Simon Liss, Head of Innovation at Omnifi

Ben, it's good to see some critical appraisal of some of the retail tech hype out there, thank you. Both Beacons and VR have been heavily touted, but both fall short of the mark when ROI, shopper adoption and need are considered. You are right to question both and none of my retail clients are asking for this kind of thing, because there are much bigger jobs to be done in stores right now.

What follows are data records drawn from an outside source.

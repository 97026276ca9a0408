//! 高风险正则特性检测（纯文本匹配，不解析正则语法）
//!
//! 检测前瞻/后顾断言与 `\1`..`\9` 反向引用。字符类、注释中形似的片段同样会命中，
//! 这是纯文本检测的已知局限。
use regex::Regex;
use serde::Serialize;
use std::fmt;
use std::sync::OnceLock;

/// 高风险特性种类
#[derive(Debug, Clone, Copy, PartialEq, Eq, Hash, Serialize)]
#[serde(rename_all = "snake_case")]
pub enum FancyFeature {
    PositiveLookahead,
    NegativeLookahead,
    PositiveLookbehind,
    NegativeLookbehind,
    Backreference,
}

impl FancyFeature {
    pub fn describe(self) -> &'static str {
        match self {
            FancyFeature::PositiveLookahead => "positive lookahead",
            FancyFeature::NegativeLookahead => "negative lookahead",
            FancyFeature::PositiveLookbehind => "positive lookbehind",
            FancyFeature::NegativeLookbehind => "negative lookbehind",
            FancyFeature::Backreference => "backreference",
        }
    }

    /// 前一个字符为反斜杠时是否视为转义（不计入命中）
    fn honours_escape(self) -> bool {
        matches!(self, FancyFeature::NegativeLookahead | FancyFeature::Backreference)
    }

    fn classify(token: &str) -> Option<Self> {
        match token {
            "(?=" => Some(FancyFeature::PositiveLookahead),
            "(?!" => Some(FancyFeature::NegativeLookahead),
            "(?<=" => Some(FancyFeature::PositiveLookbehind),
            "(?<!" => Some(FancyFeature::NegativeLookbehind),
            t if t.starts_with('\\') => Some(FancyFeature::Backreference),
            _ => None,
        }
    }
}

impl fmt::Display for FancyFeature {
    fn fmt(&self, f: &mut fmt::Formatter<'_>) -> fmt::Result {
        f.write_str(self.describe())
    }
}

/// 单次检测命中：特性种类 + 命中的原文片段
#[derive(Debug, Clone, Copy, PartialEq, Eq)]
pub struct FancyMatch<'a> {
    pub feature: FancyFeature,
    pub matched: &'a str,
    /// 命中片段在正则源码中的字节偏移
    pub offset: usize,
}

impl FancyMatch<'_> {
    /// 报告中使用的原因文本
    pub fn reason(&self) -> String {
        format!("Found '{}'", self.matched)
    }
}

fn feature_regex() -> &'static Regex {
    static RE: OnceLock<Regex> = OnceLock::new();
    RE.get_or_init(|| {
        Regex::new(r"\(\?<=|\(\?<!|\(\?=|\(\?!|\\[1-9]").expect("feature regex is valid")
    })
}

/// 返回最左侧的高风险特性；未发现则返回 None
///
/// 仅以“前一个字符是反斜杠”判断转义（`\(?!`、`\\1` 不计入），
/// 不区分偶数个反斜杠的情况。
pub fn detect_fancy(regex_src: &str) -> Option<FancyMatch<'_>> {
    feature_regex().find_iter(regex_src).find_map(|m| {
        let feature = FancyFeature::classify(m.as_str())?;
        if feature.honours_escape() && regex_src[..m.start()].ends_with('\\') {
            return None;
        }
        Some(FancyMatch { feature, matched: m.as_str(), offset: m.start() })
    })
}
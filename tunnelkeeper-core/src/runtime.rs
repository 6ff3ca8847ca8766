//! Event loop and background task execution.
//!
//! The loop owns the [`App`] and the receiving end of the inbox. Tasks returned by
//! handlers are spawned onto the tokio runtime; each one reports back with exactly
//! one message. Collaborator calls run under their configured timeout.

use std::future::Future;
use std::io;
use std::sync::Arc;
use std::time::Duration;

use tokio::sync::mpsc;
use tokio::task::JoinHandle;
use tokio::time::MissedTickBehavior;
use tracing::{debug, info, warn};

use crate::app::App;
use crate::cluster::{ClientError, ClusterClient};
use crate::config::Timings;
use crate::message::{DetectedContext, FlowEvent, FlowOutcome, HealthReport, Inbox, Message, Task};
use crate::snapshot::Snapshot;

const REDRAW_INTERVAL: Duration = Duration::from_millis(250);

/// Whatever presents snapshots to the operator.
pub trait Frontend {
    fn draw(&mut self, snapshot: &Snapshot) -> io::Result<()>;
}

/// Runs [`Task`]s off the event loop.
#[derive(Clone)]
pub struct TaskRunner {
    client: Arc<dyn ClusterClient>,
    inbox: Inbox,
    timings: Timings,
}

impl TaskRunner {
    pub fn new(client: Arc<dyn ClusterClient>, inbox: Inbox, timings: Timings) -> Self {
        Self {
            client,
            inbox,
            timings,
        }
    }

    pub fn spawn(&self, task: Task) -> JoinHandle<()> {
        let client = self.client.clone();
        let inbox = self.inbox.clone();
        let timings = self.timings.clone();
        tokio::spawn(async move {
            let message = execute(task, client.as_ref(), &timings).await;
            if !inbox.send(message) {
                debug!("inbox closed; dropping task result");
            }
        })
    }
}

async fn bounded<T, F>(limit: Duration, operation: &'static str, call: F) -> Result<T, String>
where
    F: Future<Output = Result<T, ClientError>>,
{
    match tokio::time::timeout(limit, call).await {
        Ok(result) => result.map_err(|e| e.to_string()),
        Err(_) => Err(ClientError::Timeout {
            operation,
            secs: limit.as_secs(),
        }
        .to_string()),
    }
}

async fn execute(task: Task, client: &dyn ClusterClient, timings: &Timings) -> Message {
    match task {
        Task::Authenticate {
            flow_id,
            role,
            cluster,
        } => {
            let result = bounded(
                timings.login_timeout(),
                "login",
                client.authenticate(&cluster),
            )
            .await;
            Message::Flow(FlowEvent {
                flow_id,
                outcome: FlowOutcome::Authenticated {
                    role,
                    cluster,
                    result,
                },
            })
        }
        Task::SwitchContext { flow_id, context } => {
            let result = bounded(
                timings.switch_timeout(),
                "context switch",
                client.switch_context(&context),
            )
            .await;
            Message::Flow(FlowEvent {
                flow_id,
                outcome: FlowOutcome::ContextSwitched { context, result },
            })
        }
        Task::QueryHealth {
            cluster,
            role,
            context,
        } => {
            let result = bounded(
                timings.health_timeout(),
                "node readiness",
                client.node_readiness(&context),
            )
            .await;
            Message::Health(HealthReport {
                cluster,
                role,
                result,
            })
        }
        Task::HealthTick { generation, after } => {
            tokio::time::sleep(after).await;
            Message::HealthTick { generation }
        }
        Task::Recover {
            label,
            instance,
            after,
        } => {
            tokio::time::sleep(after).await;
            Message::RecoveryDue { label, instance }
        }
        Task::DetectActiveContext => {
            let limit = timings.switch_timeout();
            let result = match bounded(limit, "current context", client.active_context()).await {
                Ok(context) => {
                    let catalog = match bounded(limit, "cluster list", client.list_clusters()).await {
                        Ok(catalog) => Some(catalog),
                        Err(err) => {
                            debug!(%err, "no cluster catalog at startup");
                            None
                        }
                    };
                    Ok(DetectedContext { context, catalog })
                }
                Err(err) => Err(err),
            };
            Message::ActiveContext(result)
        }
        Task::ListClusters => {
            let result = bounded(
                timings.switch_timeout(),
                "cluster list",
                client.list_clusters(),
            )
            .await;
            Message::ClustersListed(result)
        }
    }
}

/// Single-threaded dispatcher loop.
pub struct EventLoop {
    app: App,
    runner: TaskRunner,
    rx: mpsc::UnboundedReceiver<Message>,
    redraw: Duration,
}

impl EventLoop {
    pub fn new(app: App, runner: TaskRunner, rx: mpsc::UnboundedReceiver<Message>) -> Self {
        Self {
            app,
            runner,
            rx,
            redraw: REDRAW_INTERVAL,
        }
    }

    pub fn with_redraw(mut self, redraw: Duration) -> Self {
        self.redraw = redraw;
        self
    }

    /// Runs until the operator quits (or every sender is gone) and hands the final
    /// state back.
    pub async fn run<F: Frontend>(mut self, frontend: &mut F, boot: Vec<Task>) -> io::Result<App> {
        for task in boot {
            self.runner.spawn(task);
        }
        frontend.draw(&self.app.snapshot())?;

        let mut redraw = tokio::time::interval(self.redraw);
        redraw.set_missed_tick_behavior(MissedTickBehavior::Skip);

        loop {
            tokio::select! {
                message = self.rx.recv() => {
                    let Some(message) = message else {
                        info!("inbox closed");
                        break;
                    };
                    self.dispatch(message);
                    if self.app.is_quitting() {
                        break;
                    }
                }
                _ = redraw.tick() => {}
            }
            frontend.draw(&self.app.snapshot())?;
        }

        if self.app.is_quitting() {
            self.drain().await;
            frontend.draw(&self.app.snapshot())?;
        }
        Ok(self.app)
    }

    fn dispatch(&mut self, message: Message) {
        for task in self.app.handle(message) {
            self.runner.spawn(task);
        }
    }

    /// Applies exit events until every stopped launch has reported or the grace
    /// period runs out.
    async fn drain(&mut self) {
        let deadline = tokio::time::Instant::now() + self.app.config().timings.shutdown_grace();
        while self.app.awaiting_exits() > 0 {
            match tokio::time::timeout_at(deadline, self.rx.recv()).await {
                Ok(Some(message)) => self.dispatch(message),
                Ok(None) => break,
                Err(_) => {
                    warn!(pending = self.app.awaiting_exits(), "shutdown grace elapsed");
                    break;
                }
            }
        }
    }
}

eCommerce is forcing a change in physical retail thinking - either because the store now has to compete with online, or because the store now has to operate in a multi-channel operations/customer journey environment, or both. The answer is often not the digitisation of the existing experience and approach (e.g. digital posters replace paper posts, VR product demos replace product brochures), but actually the re-thinking and re-engineering of the role of the physical store within the context of digital disruption of commerce and comms.

By that I mean entirely new digitally enabled approaches such as store analytics, single customer views, personalisation of in-store experience and the creation of more efficient and seamless cross-channel journeys. They might include the use of beacons, but much of what will really change and transform retail on large scale won't be showy visible tech like VR or AR. I think the real retail game-changers will be fairly behind the scenes and data driven. They'll use existing, ubiquitous and scalable technologies like joined up back-end stock, CRM and payment platforms tied to 'thin layer' front-end customer facing mobile web, mobile payments, WiFi and staff devices. Go forward three years and this will be supported by RFID enabled products and maybe a smattering of low profile in-store digital signage and touch-screens. That's just my opinion, and one quarter in I'm still standing by my 2016 Retail Tech predictions.

Physical retail is going to be transformed by technology, there is no doubt. But by its very nature established high-street retail is going to change slower than web based commerce. Moreover, the vision for physical stores is perhaps one where traditional retail benefits (brand experience, physical/tactile and human/emotional interactions and dialogues) are cleverly and subtly supported by behind-the-scenes digital technology, not pushed aside by 'shock and awe' immersive screens and VR experiences or flooded with invasive push marketing via beacons.